▸ **Work task**:
Each line of the data holding "Polygon" should be found and copied.

Saved data entries
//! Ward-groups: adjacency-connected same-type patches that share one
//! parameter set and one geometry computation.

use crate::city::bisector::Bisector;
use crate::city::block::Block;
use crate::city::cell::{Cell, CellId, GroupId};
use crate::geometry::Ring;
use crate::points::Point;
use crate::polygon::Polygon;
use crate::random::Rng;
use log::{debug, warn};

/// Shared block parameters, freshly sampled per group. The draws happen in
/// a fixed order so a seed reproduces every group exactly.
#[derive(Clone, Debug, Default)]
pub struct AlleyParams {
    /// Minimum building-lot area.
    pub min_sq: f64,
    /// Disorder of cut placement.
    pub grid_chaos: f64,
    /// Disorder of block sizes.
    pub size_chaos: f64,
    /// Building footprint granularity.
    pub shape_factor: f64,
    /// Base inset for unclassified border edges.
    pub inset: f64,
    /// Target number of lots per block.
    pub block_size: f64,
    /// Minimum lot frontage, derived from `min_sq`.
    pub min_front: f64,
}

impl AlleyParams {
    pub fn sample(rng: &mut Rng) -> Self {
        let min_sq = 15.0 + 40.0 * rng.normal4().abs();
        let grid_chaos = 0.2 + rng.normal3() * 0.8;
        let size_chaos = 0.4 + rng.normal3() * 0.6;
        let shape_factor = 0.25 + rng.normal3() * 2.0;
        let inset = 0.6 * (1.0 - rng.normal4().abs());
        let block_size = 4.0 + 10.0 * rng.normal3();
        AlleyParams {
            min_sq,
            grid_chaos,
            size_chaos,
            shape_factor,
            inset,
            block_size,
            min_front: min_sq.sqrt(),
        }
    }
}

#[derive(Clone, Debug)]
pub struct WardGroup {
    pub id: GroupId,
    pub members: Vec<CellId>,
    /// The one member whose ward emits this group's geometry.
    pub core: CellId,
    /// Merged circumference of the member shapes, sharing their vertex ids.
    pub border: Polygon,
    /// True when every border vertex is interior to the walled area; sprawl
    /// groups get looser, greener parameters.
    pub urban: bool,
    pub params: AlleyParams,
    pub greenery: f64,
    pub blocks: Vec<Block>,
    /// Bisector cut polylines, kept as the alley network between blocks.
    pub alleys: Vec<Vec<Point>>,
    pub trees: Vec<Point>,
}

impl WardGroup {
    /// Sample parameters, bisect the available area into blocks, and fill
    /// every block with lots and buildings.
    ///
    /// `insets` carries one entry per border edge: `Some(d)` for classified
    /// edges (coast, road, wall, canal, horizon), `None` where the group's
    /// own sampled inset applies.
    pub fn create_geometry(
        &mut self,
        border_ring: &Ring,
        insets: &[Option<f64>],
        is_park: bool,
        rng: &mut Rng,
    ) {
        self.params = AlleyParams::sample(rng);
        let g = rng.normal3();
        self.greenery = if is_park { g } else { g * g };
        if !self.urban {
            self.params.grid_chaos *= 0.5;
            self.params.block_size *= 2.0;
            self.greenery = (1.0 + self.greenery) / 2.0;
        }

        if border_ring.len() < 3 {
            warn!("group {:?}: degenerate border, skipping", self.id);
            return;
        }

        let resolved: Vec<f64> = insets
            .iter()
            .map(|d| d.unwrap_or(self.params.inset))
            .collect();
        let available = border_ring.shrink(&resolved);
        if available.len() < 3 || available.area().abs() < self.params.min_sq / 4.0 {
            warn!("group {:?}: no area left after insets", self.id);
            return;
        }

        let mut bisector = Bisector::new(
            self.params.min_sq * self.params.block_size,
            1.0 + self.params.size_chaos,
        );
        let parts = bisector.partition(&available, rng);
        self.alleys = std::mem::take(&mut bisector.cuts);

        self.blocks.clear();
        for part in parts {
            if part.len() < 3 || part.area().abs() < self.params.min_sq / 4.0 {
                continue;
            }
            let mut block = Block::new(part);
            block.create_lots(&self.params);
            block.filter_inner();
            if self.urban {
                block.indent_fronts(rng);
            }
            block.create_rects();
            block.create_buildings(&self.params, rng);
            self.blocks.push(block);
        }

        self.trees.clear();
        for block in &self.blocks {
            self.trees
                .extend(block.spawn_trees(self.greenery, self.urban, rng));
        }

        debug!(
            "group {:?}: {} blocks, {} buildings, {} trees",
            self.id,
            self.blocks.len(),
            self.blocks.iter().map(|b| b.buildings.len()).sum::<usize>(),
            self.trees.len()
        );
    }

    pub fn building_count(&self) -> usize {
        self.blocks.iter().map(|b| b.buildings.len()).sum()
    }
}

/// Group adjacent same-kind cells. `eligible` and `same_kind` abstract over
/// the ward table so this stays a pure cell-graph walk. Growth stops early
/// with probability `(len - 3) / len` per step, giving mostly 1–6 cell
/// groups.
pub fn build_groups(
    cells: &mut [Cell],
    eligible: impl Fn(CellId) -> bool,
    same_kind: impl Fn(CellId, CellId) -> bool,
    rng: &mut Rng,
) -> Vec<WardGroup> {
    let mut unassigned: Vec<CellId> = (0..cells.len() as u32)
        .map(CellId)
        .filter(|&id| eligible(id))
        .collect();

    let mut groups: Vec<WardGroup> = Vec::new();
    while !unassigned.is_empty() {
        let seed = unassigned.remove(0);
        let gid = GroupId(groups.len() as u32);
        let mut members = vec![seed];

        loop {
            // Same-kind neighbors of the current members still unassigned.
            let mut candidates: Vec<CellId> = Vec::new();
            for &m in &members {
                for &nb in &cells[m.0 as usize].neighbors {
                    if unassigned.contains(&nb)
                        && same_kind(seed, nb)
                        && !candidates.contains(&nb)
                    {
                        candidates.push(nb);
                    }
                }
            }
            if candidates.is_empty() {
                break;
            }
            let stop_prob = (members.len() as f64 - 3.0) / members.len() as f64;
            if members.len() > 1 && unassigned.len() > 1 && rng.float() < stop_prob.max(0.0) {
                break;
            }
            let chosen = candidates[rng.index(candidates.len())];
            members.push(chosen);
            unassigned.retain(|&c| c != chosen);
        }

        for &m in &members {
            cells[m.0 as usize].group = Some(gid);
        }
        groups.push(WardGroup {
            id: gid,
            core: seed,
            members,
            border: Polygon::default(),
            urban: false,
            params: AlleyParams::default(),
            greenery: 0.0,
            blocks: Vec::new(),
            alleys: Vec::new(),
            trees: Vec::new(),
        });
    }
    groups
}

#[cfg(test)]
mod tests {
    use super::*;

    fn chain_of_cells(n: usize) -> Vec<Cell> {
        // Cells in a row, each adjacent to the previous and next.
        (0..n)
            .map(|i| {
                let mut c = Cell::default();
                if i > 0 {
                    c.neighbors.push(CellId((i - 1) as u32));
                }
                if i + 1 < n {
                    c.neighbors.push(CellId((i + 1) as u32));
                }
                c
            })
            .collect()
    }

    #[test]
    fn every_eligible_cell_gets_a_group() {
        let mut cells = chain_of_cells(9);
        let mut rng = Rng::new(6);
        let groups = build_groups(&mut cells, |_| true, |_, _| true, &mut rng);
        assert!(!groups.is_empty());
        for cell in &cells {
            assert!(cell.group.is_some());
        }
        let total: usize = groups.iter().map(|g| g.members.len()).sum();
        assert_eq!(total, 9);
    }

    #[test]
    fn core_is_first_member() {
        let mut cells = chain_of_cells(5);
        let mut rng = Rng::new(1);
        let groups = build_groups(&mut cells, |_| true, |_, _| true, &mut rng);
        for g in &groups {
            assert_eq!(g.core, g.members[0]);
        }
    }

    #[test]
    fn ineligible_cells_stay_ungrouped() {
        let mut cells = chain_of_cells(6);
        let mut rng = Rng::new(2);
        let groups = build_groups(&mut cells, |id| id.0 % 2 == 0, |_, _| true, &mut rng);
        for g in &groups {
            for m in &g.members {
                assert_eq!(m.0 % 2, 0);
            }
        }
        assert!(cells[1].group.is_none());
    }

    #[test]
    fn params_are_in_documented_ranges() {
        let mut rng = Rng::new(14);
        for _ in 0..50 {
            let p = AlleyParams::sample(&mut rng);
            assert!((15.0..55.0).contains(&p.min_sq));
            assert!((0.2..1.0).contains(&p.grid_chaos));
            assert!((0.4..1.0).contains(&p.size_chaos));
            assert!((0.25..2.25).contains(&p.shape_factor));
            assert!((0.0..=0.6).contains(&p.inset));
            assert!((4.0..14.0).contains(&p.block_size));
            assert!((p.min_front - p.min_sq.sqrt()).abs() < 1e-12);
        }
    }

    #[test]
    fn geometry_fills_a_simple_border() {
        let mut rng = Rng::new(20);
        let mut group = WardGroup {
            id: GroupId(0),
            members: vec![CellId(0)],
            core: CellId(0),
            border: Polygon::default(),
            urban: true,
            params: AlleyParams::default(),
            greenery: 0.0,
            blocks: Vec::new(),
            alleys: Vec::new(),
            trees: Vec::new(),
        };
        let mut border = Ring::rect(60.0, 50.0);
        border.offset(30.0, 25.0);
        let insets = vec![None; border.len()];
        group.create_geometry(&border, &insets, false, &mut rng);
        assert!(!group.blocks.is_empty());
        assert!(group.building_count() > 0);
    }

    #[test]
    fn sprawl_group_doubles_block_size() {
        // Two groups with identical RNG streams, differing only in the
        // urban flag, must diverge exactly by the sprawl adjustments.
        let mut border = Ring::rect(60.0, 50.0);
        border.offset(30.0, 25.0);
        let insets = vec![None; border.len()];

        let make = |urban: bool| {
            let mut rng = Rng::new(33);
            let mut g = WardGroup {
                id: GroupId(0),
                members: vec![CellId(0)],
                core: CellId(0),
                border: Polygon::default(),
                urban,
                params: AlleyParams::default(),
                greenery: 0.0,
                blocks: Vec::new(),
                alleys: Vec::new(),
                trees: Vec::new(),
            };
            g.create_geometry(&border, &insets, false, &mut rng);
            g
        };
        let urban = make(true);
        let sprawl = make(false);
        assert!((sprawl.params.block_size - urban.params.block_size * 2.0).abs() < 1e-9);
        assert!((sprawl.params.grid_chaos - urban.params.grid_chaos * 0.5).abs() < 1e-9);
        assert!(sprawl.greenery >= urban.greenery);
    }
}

▸ **Response**:
use crate::polygon::Polygon;
    pub border: Polygon,
            border: Polygon::default(),
            border: Polygon::default(),
                border: Polygon::default(),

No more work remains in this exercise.